# gt620m



## Orgi92 (7. Januar 2014)

Juhu Leute was haltet ihr davon..ich habe bei YouTube gt620m eingegeben und da zeigt der mir bf3 und ac3 zum beispiel ist das glaub würdig oder nicht..falls das stimmt weiß ich ja was ich zu tun habe ..falls ihr braucht sind das meine Daten vom Laptop i5 3210m,8gb ram,Intelhd 4000 und die tolle scheiß Rollstuhl fahrende gt620m mit 1gb..mfg orgi


----------



## the.hai (7. Januar 2014)

das variiert stark nach den einstellungen, die du wählst.

hier findest du alles mögliche: NVIDIA GeForce GT 620M - Notebookcheck.com Technik/FAQ


bf3 z.b. wird aber wohl kaum spielbar sein.


----------



## Orgi92 (7. Januar 2014)

Ja aber schau dir das bf3 ma an da sieht man was eingestellt ist,würde sagen im mittleren

Aber in den einen Video ist im sehr guten mittleren Bereich eingestellt


----------



## Cinnayum (7. Januar 2014)

Eine GT620m hat ungefähr ein Drittel der Rohleistung einer GTX650 (Desktop), oder etwas mehr als ein Fünftel einer GTX 650 Ti oder aber rund ein Sechstel einer GTX660.

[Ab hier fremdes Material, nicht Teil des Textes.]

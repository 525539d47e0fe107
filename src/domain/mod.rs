// ============================================================
// Layer 3: Domain Layer
// ============================================================
// Plain Rust types describing the AG News dataset itself:
// which topics exist, which splits exist, what a CSV row
// looks like and what a single (text, label) pair is.
//
// Rules for this layer:
//   - NO burn types
//   - NO file I/O
//   - Only structs, enums and the traits other layers implement
//
// Reference: Rust Book §5 (Structs), §6 (Enums), §10 (Traits)

// The four news topics and the train/test split selector
pub mod topic;

// A raw CSV row and the stacked (text, label) pair built from it
pub mod article;

// Abstractions implemented by the data and infra layers
pub mod traits;
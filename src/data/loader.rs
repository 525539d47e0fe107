// ============================================================
// Layer 4: CSV Loader
// ============================================================
// Reads `{data_dir}/train.csv` or `{data_dir}/test.csv`.
//
// AG News CSV files have no header and exactly three columns:
//
//   "3","Wall St. Bears Claw Back Into the Black (Reuters)","Reuters - Short-sellers, ..."
//    │   │                                                   │
//    │   title                                               description
//    raw label (1..=4)
//
// Titles and descriptions routinely contain commas and escaped
// quotes, so parsing is left to the csv crate rather than split(',').
//
// Unlike a directory of optional documents, a missing split file
// means the dataset is not where the user said it is. That is an
// error, as is any row that does not have three columns or whose
// label is not an integer.
//
// Reference: csv crate documentation (ReaderBuilder, StringRecord)

use anyhow::{ensure, Context, Result};
use std::path::{Path, PathBuf};

use crate::domain::{article::RawArticle, topic::Split, traits::ArticleSource};

/// Loads AG News split files from a directory.
pub struct CsvNewsLoader {
    dir: PathBuf,
}

impl CsvNewsLoader {
    pub fn new(dir: impl Into<PathBuf>) -> Self {
        Self { dir: dir.into() }
    }

    /// Full path of the CSV file for a split
    pub fn split_path(&self, split: Split) -> PathBuf {
        self.dir.join(split.file_name())
    }
}

impl ArticleSource for CsvNewsLoader {
    fn load_split(&self, split: Split) -> Result<Vec<RawArticle>> {
        let path = self.split_path(split);
        ensure!(
            path.is_file(),
            "AG News {} file not found at '{}'",
            split,
            path.display()
        );

        let articles = read_articles(&path)?;
        tracing::info!(
            "Read {} rows from '{}'",
            articles.len(),
            path.display()
        );
        Ok(articles)
    }
}

/// Parse every row of a header-less three-column CSV file.
fn read_articles(path: &Path) -> Result<Vec<RawArticle>> {
    // flexible(true) lets short/long rows reach our own check,
    // which reports the row number in a readable way
    let mut reader = csv::ReaderBuilder::new()
        .has_headers(false)
        .flexible(true)
        .from_path(path)
        .with_context(|| format!("Cannot open '{}'", path.display()))?;

    let mut articles = Vec::new();

    for (i, result) in reader.records().enumerate() {
        let row = i + 1;
        let record = result
            .with_context(|| format!("Malformed CSV at row {row} of '{}'", path.display()))?;

        ensure!(
            record.len() == 3,
            "Row {row} of '{}' has {} columns, expected 3 (label, title, description)",
            path.display(),
            record.len()
        );

        let label: i64 = record[0]
            .trim()
            .parse()
            .with_context(|| {
                format!(
                    "Row {row} of '{}' has a non-integer label '{}'",
                    path.display(),
                    &record[0]
                )
            })?;

        articles.push(RawArticle::new(label, &record[1], &record[2]));
    }

    Ok(articles)
}
// ============================================================
// Layer 3: Topic and Split
// ============================================================
// AG News has exactly four classes. The raw CSV files label
// them 1..=4; everything downstream of the label encoder uses
// the zero-based index defined here.
//
//   index | raw | name
//   ------+-----+--------------------
//     0   |  1  | World
//     1   |  2  | Sports
//     2   |  3  | Business
//     3   |  4  | Science/Technology

use std::{fmt, str::FromStr};

use anyhow::bail;
use serde::{Deserialize, Serialize};

/// One of the four AG News topic classes.
#[derive(Debug, Clone, Copy, PartialEq, Eq, Hash, Serialize, Deserialize)]
pub enum Topic {
    World,
    Sports,
    Business,
    SciTech,
}

impl Topic {
    /// Number of classes. The one-hot width is always this value.
    pub const COUNT: usize = 4;

    /// All topics in index order
    pub const ALL: [Topic; Topic::COUNT] =
        [Topic::World, Topic::Sports, Topic::Business, Topic::SciTech];

    /// Look up a topic by its zero-based class index
    pub fn from_index(index: usize) -> Option<Self> {
        Self::ALL.get(index).copied()
    }

    /// Zero-based class index
    pub fn index(self) -> usize {
        match self {
            Topic::World    => 0,
            Topic::Sports   => 1,
            Topic::Business => 2,
            Topic::SciTech  => 3,
        }
    }

    /// Human readable class name as used in reports
    pub fn name(self) -> &'static str {
        match self {
            Topic::World    => "World",
            Topic::Sports   => "Sports",
            Topic::Business => "Business",
            Topic::SciTech  => "Science/Technology",
        }
    }
}

impl fmt::Display for Topic {
    fn fmt(&self, f: &mut fmt::Formatter<'_>) -> fmt::Result {
        f.write_str(self.name())
    }
}

// ─── Split ────────────────────────────────────────────────────────────────────
/// Which CSV file of the dataset to read.
#[derive(Debug, Clone, Copy, PartialEq, Eq, Serialize, Deserialize)]
#[serde(rename_all = "lowercase")]
pub enum Split {
    Train,
    Test,
}

impl Split {
    pub fn as_str(self) -> &'static str {
        match self {
            Split::Train => "train",
            Split::Test  => "test",
        }
    }

    /// File name inside the dataset directory, e.g. `train.csv`
    pub fn file_name(self) -> String {
        format!("{}.csv", self.as_str())
    }
}

impl fmt::Display for Split {
    fn fmt(&self, f: &mut fmt::Formatter<'_>) -> fmt::Result {
        f.write_str(self.as_str())
    }
}

impl FromStr for Split {
    type Err = anyhow::Error;

    /// Only `train` and `test` exist in AG News.
    fn from_str(s: &str) -> Result<Self, Self::Err> {
        match s {
            "train" => Ok(Split::Train),
            "test"  => Ok(Split::Test),
            other   => bail!("unknown split '{other}', expected 'train' or 'test'"),
        }
    }
}
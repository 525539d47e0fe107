use agnews_prep::cli::Cli;
use anyhow::Result;
use clap::Parser;

fn main() -> Result<()> {
    tracing_subscriber::fmt()
        .with_env_filter(
            tracing_subscriber::EnvFilter::from_default_env()
                .add_directive("agnews_prep=info".parse()?),
        )
        .init();

    let cli = Cli::parse();
    cli.run()
}
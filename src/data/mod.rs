// ============================================================
// Layer 4: Data Pipeline
// ============================================================
// Everything between a CSV file on disk and a tensor batch.
//
//   train.csv / test.csv
//       │
//       ▼
//   CsvNewsLoader     → reads rows (label, title, description)
//       │
//       ▼
//   FieldMode::stack  → one (label, text) pair per title/description
//       │
//       ▼
//   TextCleaner       → lowercase, strip URLs/HTML/punctuation/digits
//       │
//       ▼
//   LabelEncoder      → 1..=4 → 0..=3 plus one-hot vector
//       │
//       ▼
//   NewsDataset       → implements burn's Dataset trait
//       │
//       ▼
//   NewsBatcher       → token ids, mask and one-hot tensors
//
// AgNewsCorpus runs the first five steps for one split.

/// Reads AG News CSV split files
pub mod loader;

/// Text normalisation
pub mod preprocessor;

/// English stopword list
pub mod stopwords;

/// Raw label → class index → one-hot
pub mod encoder;

/// burn Dataset over cleaned samples
pub mod dataset;

/// Load + clean + encode for one split
pub mod corpus;

/// burn Batcher producing tensor batches
pub mod batcher;

/// Seeded shuffle and train/validation split
pub mod splitter;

Den gleichen GF108 habe ich in einem Notebook (aber als GTX555m). Aus dem Bauch heraus kann ich mir vorstellen, dass BF3 damit in niedrigsten Details (aber mit voller Texturqualität, das kostet bei 1GB Grafik-RAM keine Einbußen) laufen würde.
Aber ich spiele keine Militär-Shooter und EA-Software schonmal gar nicht, deshalb kann es durchaus etwas besser laufen.


----------



## Orgi92 (7. Januar 2014)

Was kann ich dann so drauf spielen aber wenn es geht keine alten Schinken

Kannst was empfehlen


----------



## Orgi92 (8. Januar 2014)

Ach so ich hab kein Wort verstanden :-/


----------